:: DESCRIPTION OF THE TASK ::
Answer with a bare number: the count of lines in the records below that have the word "fleet".

Stored dataset items
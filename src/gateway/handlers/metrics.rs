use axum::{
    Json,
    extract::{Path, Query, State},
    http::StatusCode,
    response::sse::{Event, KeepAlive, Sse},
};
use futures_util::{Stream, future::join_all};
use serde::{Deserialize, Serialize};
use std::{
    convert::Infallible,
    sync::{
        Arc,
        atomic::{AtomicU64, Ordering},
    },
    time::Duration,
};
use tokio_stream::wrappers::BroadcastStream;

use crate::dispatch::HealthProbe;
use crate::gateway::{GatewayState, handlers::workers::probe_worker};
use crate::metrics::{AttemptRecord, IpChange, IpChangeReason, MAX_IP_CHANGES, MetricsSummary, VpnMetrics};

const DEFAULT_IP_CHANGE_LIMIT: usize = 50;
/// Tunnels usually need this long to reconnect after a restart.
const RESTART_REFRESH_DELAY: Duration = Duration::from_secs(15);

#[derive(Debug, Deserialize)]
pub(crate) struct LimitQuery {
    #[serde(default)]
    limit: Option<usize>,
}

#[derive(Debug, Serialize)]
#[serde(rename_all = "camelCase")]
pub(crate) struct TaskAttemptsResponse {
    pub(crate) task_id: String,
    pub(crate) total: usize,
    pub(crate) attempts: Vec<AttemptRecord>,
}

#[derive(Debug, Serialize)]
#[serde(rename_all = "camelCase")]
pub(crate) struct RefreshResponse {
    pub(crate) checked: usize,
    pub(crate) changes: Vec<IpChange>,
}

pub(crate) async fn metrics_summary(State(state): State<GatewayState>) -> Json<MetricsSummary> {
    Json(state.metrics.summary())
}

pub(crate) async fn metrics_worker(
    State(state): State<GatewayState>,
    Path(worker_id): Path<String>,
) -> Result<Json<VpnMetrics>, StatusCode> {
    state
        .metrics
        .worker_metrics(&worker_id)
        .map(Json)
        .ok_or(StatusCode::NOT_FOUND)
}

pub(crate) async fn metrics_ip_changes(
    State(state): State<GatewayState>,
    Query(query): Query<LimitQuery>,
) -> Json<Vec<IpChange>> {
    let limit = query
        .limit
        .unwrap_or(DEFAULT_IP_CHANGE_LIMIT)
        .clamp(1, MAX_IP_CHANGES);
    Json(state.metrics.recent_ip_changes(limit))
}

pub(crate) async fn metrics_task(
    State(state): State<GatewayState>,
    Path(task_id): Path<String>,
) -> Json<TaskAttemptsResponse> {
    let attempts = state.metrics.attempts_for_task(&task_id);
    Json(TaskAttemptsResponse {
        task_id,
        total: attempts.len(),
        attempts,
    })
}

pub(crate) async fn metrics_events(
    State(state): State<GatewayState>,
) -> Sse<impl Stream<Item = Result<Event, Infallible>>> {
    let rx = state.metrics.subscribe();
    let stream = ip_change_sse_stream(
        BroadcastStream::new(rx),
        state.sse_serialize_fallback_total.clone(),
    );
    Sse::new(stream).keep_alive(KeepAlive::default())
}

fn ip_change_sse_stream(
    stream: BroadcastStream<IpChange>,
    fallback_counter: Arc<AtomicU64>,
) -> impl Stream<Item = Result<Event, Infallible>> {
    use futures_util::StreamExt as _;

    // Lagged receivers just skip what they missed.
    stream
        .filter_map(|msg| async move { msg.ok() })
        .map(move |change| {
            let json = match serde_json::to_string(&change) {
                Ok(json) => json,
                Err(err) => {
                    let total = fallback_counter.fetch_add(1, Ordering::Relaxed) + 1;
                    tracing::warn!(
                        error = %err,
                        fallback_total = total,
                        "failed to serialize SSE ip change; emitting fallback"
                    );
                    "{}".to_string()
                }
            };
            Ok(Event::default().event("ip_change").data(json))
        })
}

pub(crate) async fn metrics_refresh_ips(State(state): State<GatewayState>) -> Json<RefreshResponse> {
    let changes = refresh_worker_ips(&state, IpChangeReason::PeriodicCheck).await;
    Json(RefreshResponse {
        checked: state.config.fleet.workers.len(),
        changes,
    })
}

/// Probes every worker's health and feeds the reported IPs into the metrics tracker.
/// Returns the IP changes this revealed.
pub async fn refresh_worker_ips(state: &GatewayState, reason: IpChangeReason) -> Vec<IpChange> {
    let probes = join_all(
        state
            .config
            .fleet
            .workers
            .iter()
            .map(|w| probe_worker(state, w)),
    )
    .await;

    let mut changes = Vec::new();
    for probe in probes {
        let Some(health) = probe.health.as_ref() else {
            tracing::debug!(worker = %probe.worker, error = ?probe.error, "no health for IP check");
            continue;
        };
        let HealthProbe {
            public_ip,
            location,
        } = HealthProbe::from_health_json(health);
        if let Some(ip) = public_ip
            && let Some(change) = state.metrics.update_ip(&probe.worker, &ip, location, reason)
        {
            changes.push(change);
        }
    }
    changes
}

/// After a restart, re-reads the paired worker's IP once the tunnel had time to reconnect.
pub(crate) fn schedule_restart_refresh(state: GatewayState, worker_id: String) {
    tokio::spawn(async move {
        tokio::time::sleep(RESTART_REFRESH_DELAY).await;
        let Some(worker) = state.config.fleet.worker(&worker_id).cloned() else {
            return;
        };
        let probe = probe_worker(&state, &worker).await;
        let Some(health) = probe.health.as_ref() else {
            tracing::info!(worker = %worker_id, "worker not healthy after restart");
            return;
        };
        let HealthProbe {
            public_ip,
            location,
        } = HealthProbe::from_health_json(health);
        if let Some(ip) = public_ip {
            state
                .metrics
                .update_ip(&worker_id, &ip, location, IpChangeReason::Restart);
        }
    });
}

* * *

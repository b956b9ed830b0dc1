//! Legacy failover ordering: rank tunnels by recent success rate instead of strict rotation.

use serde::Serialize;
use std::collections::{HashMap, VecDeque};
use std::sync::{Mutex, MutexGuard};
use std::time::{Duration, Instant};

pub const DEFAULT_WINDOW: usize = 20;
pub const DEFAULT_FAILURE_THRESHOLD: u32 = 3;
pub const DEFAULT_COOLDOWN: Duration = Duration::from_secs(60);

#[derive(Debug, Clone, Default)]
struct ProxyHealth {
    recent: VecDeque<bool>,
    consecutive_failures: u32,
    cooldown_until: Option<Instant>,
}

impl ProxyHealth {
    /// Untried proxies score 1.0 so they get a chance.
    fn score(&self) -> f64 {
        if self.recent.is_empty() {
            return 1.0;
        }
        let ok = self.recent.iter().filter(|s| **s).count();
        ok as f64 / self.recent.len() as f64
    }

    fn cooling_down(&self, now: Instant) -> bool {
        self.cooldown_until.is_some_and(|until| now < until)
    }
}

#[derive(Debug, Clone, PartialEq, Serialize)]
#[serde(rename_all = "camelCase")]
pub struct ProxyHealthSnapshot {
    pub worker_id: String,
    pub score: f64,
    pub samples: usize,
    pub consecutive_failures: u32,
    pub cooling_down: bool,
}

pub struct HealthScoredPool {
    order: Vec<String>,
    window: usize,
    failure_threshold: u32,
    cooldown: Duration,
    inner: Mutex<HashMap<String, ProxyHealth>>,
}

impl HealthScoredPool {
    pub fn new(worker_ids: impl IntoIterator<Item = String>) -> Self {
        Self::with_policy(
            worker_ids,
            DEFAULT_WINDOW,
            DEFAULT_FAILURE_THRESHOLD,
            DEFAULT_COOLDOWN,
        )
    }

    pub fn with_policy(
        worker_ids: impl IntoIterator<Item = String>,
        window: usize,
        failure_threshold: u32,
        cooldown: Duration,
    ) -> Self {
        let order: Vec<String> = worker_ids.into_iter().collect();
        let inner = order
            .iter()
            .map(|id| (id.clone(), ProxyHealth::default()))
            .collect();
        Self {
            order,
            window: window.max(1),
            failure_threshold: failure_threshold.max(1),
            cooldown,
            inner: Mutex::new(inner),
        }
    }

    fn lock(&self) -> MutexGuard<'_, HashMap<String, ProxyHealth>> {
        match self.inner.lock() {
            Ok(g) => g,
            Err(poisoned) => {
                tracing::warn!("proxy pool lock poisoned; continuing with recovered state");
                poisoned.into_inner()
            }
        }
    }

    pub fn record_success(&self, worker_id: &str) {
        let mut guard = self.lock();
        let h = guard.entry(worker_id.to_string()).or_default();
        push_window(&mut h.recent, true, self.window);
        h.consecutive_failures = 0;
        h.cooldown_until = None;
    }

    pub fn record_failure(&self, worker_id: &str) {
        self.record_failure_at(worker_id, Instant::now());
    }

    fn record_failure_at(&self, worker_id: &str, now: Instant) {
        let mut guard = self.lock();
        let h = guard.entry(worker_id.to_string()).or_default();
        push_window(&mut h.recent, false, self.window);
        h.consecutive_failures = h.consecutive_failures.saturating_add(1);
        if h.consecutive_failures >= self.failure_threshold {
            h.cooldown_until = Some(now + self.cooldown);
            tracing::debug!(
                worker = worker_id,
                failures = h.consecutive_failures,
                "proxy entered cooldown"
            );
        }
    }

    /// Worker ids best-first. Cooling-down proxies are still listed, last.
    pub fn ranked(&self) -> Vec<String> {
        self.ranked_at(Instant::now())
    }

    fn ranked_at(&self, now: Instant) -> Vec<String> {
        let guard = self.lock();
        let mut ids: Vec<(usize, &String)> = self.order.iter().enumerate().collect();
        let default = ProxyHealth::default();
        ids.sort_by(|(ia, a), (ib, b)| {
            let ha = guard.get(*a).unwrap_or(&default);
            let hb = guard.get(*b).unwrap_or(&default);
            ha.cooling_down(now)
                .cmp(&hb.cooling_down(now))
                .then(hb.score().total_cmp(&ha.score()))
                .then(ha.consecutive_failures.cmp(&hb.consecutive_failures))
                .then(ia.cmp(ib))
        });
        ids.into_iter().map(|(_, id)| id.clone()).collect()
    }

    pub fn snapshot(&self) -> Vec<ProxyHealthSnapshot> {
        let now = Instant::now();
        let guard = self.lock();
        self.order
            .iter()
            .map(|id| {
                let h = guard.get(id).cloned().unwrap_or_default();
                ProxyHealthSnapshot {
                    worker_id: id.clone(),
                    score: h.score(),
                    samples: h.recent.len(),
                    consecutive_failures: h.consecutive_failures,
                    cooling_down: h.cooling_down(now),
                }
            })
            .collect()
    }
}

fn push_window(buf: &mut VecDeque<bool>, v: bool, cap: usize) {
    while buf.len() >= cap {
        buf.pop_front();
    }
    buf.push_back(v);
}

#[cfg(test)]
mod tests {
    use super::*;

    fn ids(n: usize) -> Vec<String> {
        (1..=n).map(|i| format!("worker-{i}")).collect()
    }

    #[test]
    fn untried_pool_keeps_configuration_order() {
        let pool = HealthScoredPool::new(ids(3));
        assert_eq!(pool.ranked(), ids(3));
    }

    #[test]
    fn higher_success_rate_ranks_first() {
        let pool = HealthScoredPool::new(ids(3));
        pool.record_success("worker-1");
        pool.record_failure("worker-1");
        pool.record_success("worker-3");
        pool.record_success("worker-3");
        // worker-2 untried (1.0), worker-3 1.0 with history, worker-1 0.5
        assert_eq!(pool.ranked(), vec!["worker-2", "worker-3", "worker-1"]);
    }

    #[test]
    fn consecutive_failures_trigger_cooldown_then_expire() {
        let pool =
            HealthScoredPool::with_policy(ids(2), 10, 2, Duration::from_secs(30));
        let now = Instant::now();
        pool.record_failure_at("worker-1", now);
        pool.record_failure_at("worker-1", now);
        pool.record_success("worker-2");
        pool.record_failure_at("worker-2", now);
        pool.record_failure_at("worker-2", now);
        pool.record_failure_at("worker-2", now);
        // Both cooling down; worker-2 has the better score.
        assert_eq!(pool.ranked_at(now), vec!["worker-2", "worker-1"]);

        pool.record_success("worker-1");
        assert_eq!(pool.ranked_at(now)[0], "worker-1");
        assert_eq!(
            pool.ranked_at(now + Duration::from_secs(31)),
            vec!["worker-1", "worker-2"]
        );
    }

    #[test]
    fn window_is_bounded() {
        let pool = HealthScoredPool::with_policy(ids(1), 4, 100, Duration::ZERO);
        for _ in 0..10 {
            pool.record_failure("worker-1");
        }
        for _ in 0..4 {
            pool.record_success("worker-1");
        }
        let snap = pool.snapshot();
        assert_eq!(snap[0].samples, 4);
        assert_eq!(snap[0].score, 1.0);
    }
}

==

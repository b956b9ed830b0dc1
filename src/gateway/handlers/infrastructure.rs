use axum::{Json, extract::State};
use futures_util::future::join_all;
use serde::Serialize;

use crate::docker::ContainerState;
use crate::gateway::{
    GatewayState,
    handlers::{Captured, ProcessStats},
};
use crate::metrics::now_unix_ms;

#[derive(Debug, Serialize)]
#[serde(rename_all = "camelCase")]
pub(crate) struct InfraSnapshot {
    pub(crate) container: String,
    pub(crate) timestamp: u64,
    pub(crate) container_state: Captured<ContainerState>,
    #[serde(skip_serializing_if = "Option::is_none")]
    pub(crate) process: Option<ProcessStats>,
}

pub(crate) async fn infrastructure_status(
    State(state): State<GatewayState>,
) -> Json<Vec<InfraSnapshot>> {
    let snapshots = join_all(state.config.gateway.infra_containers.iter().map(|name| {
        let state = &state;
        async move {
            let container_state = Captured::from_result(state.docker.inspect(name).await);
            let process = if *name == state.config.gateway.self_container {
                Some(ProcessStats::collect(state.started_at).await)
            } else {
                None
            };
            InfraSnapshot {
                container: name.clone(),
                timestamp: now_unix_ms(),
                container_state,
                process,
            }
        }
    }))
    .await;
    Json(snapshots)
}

:: RESPONSE BELOW ::
3